Ao longo da história, a humanidade se
valeu dos mitos tanto para explicar a realidade ao seu redor (como por exemplo
o Titã Prometeu, na mitologia grega, que criou a humanidade como uma versão menor
e menos poderosa dos Titãs, utilizando para tanto o barro e da lama) quanto
para levantar o orgulho e a autoestima de determinado grupo populacional (a
Cidade-Estado grega de Atenas constantemente utilizava-se da história de Teseu,
herói semideus filho de Poseidon e considerado um dos primeiros reis de Atenas,
para exaltar a coragem e o valor dos atenienses).

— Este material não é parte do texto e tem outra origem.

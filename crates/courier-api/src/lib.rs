//! Courier administrative HTTP API.
//!
//! Endpoint registry management, event publishing, delivery inspection and
//! manual retries, plus the service configuration loader.

#![forbid(unsafe_code)]
#![warn(missing_docs)]

use std::sync::Arc;

use courier_core::Clock;
use courier_delivery::{DeliveryEngine, DeliveryStorage, Dispatcher, WorkerMonitor};

pub mod config;
pub mod error;
pub mod handlers;
pub mod server;

pub use config::Config;
pub use error::{ApiError, ApiResult};
pub use server::{create_router, start_server};

/// Shared handler state.
#[derive(Clone)]
pub struct AppState {
    /// Persistence seam shared with the engine.
    pub storage: Arc<dyn DeliveryStorage>,
    /// Fan-out for published events and endpoint tests.
    pub dispatcher: Dispatcher,
    /// Engine used for synchronous test deliveries and manual retries.
    pub engine: Arc<DeliveryEngine>,
    /// Worker liveness, absent when no pool runs in this process.
    pub workers: Option<WorkerMonitor>,
    /// Time source.
    pub clock: Arc<dyn Clock>,
}

impl AppState {
    /// Builds state around a storage backend and engine.
    pub fn new(
        storage: Arc<dyn DeliveryStorage>,
        engine: Arc<DeliveryEngine>,
        clock: Arc<dyn Clock>,
    ) -> Self {
        let dispatcher = Dispatcher::new(Arc::clone(&storage), Arc::clone(&clock));
        Self { storage, dispatcher, engine, workers: None, clock }
    }

    /// Reports worker liveness from `monitor` in health checks.
    #[must_use]
    pub fn with_workers(mut self, monitor: WorkerMonitor) -> Self {
        self.workers = Some(monitor);
        self
    }
}
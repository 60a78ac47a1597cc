//! Exponential backoff for failed deliveries.
//!
//! The delay before attempt `n + 1` is `retry_delay_seconds × 2^(n−1)`,
//! capped at one hour. There is no jitter: schedules are reproducible so
//! operators can predict when a delivery is next due.

use std::time::Duration;

use chrono::{DateTime, Utc};
use courier_core::{Delivery, Endpoint};

/// Upper bound on any single backoff delay.
pub const MAX_BACKOFF: Duration = Duration::from_secs(3600);

/// Retry policy of one delivery.
///
/// `max_attempts` comes from the delivery row, where it was frozen at
/// dispatch; `base_delay` from the endpoint's current configuration.
#[derive(Debug, Clone, Copy, PartialEq, Eq)]
pub struct RetryPolicy {
    /// Total attempts allowed, including the first.
    pub max_attempts: i32,
    /// Backoff base.
    pub base_delay: Duration,
}

/// Outcome of a retry decision.
#[derive(Debug, Clone, PartialEq, Eq)]
pub enum RetryDecision {
    /// Attempt again once `next_attempt_at` has passed.
    Retry {
        /// When the delivery becomes due.
        next_attempt_at: DateTime<Utc>,
    },
    /// Attempts are exhausted; the failure is terminal.
    GiveUp,
}

impl RetryPolicy {
    /// Builds the policy for `delivery` against `endpoint`.
    pub fn for_delivery(endpoint: &Endpoint, delivery: &Delivery) -> Self {
        Self {
            max_attempts: delivery.max_attempts,
            base_delay: Duration::from_secs(u64::try_from(endpoint.retry_delay_seconds).unwrap_or(1)),
        }
    }

    /// Decides whether attempt `attempt_number`, which failed at `failed_at`,
    /// gets a successor.
    pub fn decide(&self, attempt_number: i32, failed_at: DateTime<Utc>) -> RetryDecision {
        if attempt_number >= self.max_attempts {
            return RetryDecision::GiveUp;
        }

        let delay = backoff_delay(self.base_delay, attempt_number);
        match chrono::Duration::from_std(delay).ok().and_then(|d| failed_at.checked_add_signed(d)) {
            Some(next_attempt_at) => RetryDecision::Retry { next_attempt_at },
            None => RetryDecision::GiveUp,
        }
    }
}

/// Backoff after the failed attempt `attempt_number` (1-based).
pub fn backoff_delay(base_delay: Duration, attempt_number: i32) -> Duration {
    let exponent = u32::try_from(attempt_number.saturating_sub(1)).unwrap_or(0);
    let factor = 2u32.checked_pow(exponent).unwrap_or(u32::MAX);
    base_delay.saturating_mul(factor).min(MAX_BACKOFF)
}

Em resumo, a humanidade sempre precisou
e ainda precisa dos mitos tanto para dar substancia a sua própria realidade
quanto para serem os “heróis” idealizados a lutarem por uma causa defendida por
outros. Regimes políticos não são diferentes, tais como se deu na Primeira República do Brasil, popularmente
conhecida como República Velha.
A República Velha foi a sucessora do Império brasileiro no fim do Séc. XIX, originada
da traição do então Marechal Deodoro
da Fonseca para com seu “amigo” Dom Pedro II, então Imperador dos brasileiros.
Foi fundada em 1889 e finalizada em 1930, pelos eventos que originaram a Era
Vargas, existindo por um total de 39
anos, sendo até hoje o segundo período político de maior duração no Brasil
(apenas superada pelo Império, que durou 67 anos).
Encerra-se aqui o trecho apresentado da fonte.